Em particular, o decálogo diz respeito à celebração de instrumentos autênticos com comparecimento online de clientes diante do notário. Por esta expressão, queremos dizer que identificação e consentimento dado em um momento específico por meio de tecnologias apropriadas podem ser equivalentes ao comparecimento físico ante o notário, quando este não tiver dúvidas quanto à identidade da pessoa comparecente e quanto ao momento em que dá o seu consentimento, e pode atestar ambos.
Destinam-se a aplicar-se a todos os Notários membros da UINL, independentemente do seu grau de progresso e desenvolvimento em matéria digital, para consolidar os princípios de confiança e segurança jurídica no serviço público notarial.
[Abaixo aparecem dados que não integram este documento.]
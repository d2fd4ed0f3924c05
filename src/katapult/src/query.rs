// Copyright 2025 Katapult Rust Contributors
//
// Licensed under the Apache License, Version 2.0 (the "License");
// you may not use this file except in compliance with the License.
// You may obtain a copy of the License at
//
//     https://www.apache.org/licenses/LICENSE-2.0
//
// Unless required by applicable law or agreed to in writing, software
// distributed under the License is distributed on an "AS IS" BASIS,
// WITHOUT WARRANTIES OR CONDITIONS OF ANY KIND, either express or implied.
// See the License for the specific language governing permissions and
// limitations under the License.

//! Query-string filters.
//!
//! Katapult endpoints identify resources through query parameters of the
//! form `entity[field]=value` rather than path segments. Each domain type
//! that can appear in a query implements [Queryable], producing a
//! [QueryValues] filter; independent filters (a resource reference, list
//! options) are unioned with [query_values] before being encoded onto the
//! request URL.

/// An ordered key/value filter suitable for a URL query string.
///
/// Keys follow the `entity[field]` convention; insertion order is preserved
/// so encoding is deterministic.
#[derive(Clone, Debug, Default, PartialEq)]
pub struct QueryValues {
    entries: Vec<(String, String)>,
}

impl QueryValues {
    /// Creates an empty filter.
    pub fn new() -> Self {
        Self::default()
    }

    /// Sets `key` to `value`, replacing any existing entry for `key`.
    pub fn set<K, V>(&mut self, key: K, value: V)
    where
        K: Into<String>,
        V: Into<String>,
    {
        let key = key.into();
        self.entries.retain(|(k, _)| *k != key);
        self.entries.push((key, value.into()));
    }

    /// Returns the value for `key`, if present.
    pub fn get(&self, key: &str) -> Option<&str> {
        self.entries
            .iter()
            .find(|(k, _)| k == key)
            .map(|(_, v)| v.as_str())
    }

    /// True when the filter carries no entries.
    pub fn is_empty(&self) -> bool {
        self.entries.is_empty()
    }

    /// The number of entries in the filter.
    pub fn len(&self) -> usize {
        self.entries.len()
    }

    /// Unions another filter into this one. Keys from `other` replace
    /// entries already present under the same key.
    pub fn merge(&mut self, other: QueryValues) {
        for (k, v) in other.entries {
            self.set(k, v);
        }
    }

    /// Iterates over the entries in insertion order.
    pub fn iter(&self) -> impl Iterator<Item = (&str, &str)> {
        self.entries.iter().map(|(k, v)| (k.as_str(), v.as_str()))
    }

    /// Encodes the filter as an `application/x-www-form-urlencoded` string.
    pub fn encode(&self) -> String {
        url::form_urlencoded::Serializer::new(String::new())
            .extend_pairs(self.iter())
            .finish()
    }
}

/// Types that can contribute entries to a request's query filter.
pub trait Queryable {
    /// The filter entries for this value. Resource references emit at most
    /// one `entity[field]` entry; list options emit `page`/`per_page`.
    fn query_values(&self) -> QueryValues;
}

/// Absence propagates: a missing object contributes an empty filter rather
/// than a default value.
impl<T: Queryable> Queryable for Option<T> {
    fn query_values(&self) -> QueryValues {
        match self {
            None => QueryValues::new(),
            Some(v) => v.query_values(),
        }
    }
}

impl<T: Queryable + ?Sized> Queryable for &T {
    fn query_values(&self) -> QueryValues {
        (**self).query_values()
    }
}

/// Unions the filters of several independently-built parts, e.g. an
/// organization reference and the list options of a `List` call.
pub fn query_values(parts: &[&dyn Queryable]) -> QueryValues {
    let mut merged = QueryValues::new();
    for part in parts {
        merged.merge(part.query_values());
    }
    merged
}

#[cfg(test)]
mod tests {
    use super::*;

    struct Ref(&'static str);

    impl Queryable for Ref {
        fn query_values(&self) -> QueryValues {
            let mut v = QueryValues::new();
            v.set("thing[id]", self.0);
            v
        }
    }

    #[test]
    fn set_replaces() {
        let mut v = QueryValues::new();
        v.set("page", "1");
        v.set("page", "2");
        assert_eq!(v.len(), 1);
        assert_eq!(v.get("page"), Some("2"));
    }

    #[test]
    fn encode_preserves_order() {
        let mut v = QueryValues::new();
        v.set("thing[id]", "thing_123");
        v.set("page", "2");
        assert_eq!(v.encode(), "thing%5Bid%5D=thing_123&page=2");
    }

    #[test]
    fn merge_unions() {
        let mut a = QueryValues::new();
        a.set("thing[id]", "thing_123");
        let mut b = QueryValues::new();
        b.set("page", "1");
        a.merge(b);
        assert_eq!(a.len(), 2);
    }

    #[test]
    fn option_absence_is_empty() {
        let absent: Option<Ref> = None;
        assert!(absent.query_values().is_empty());
        let present = Some(Ref("thing_123"));
        assert_eq!(present.query_values().get("thing[id]"), Some("thing_123"));
    }

    #[test]
    fn union_helper() {
        let r = Ref("thing_123");
        let absent: Option<Ref> = None;
        let v = query_values(&[&r, &absent]);
        assert_eq!(v.len(), 1);
        assert_eq!(v.get("thing[id]"), Some("thing_123"));
    }
}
Identificação das partes pelo notário
1) Qualquer sistema de identificação digital utilizado deve coexistir com o julgamento direto e pessoal do notário sobre a identidade ou a identificação do comparecente/requerente de acordo com seu direito material. A execução (do serviço) com o comparecimento online deve também permitir ao notário efetuar, com os meios apropriados, a verificação da capacidade e outras verificações exigidas pela legislação nacional.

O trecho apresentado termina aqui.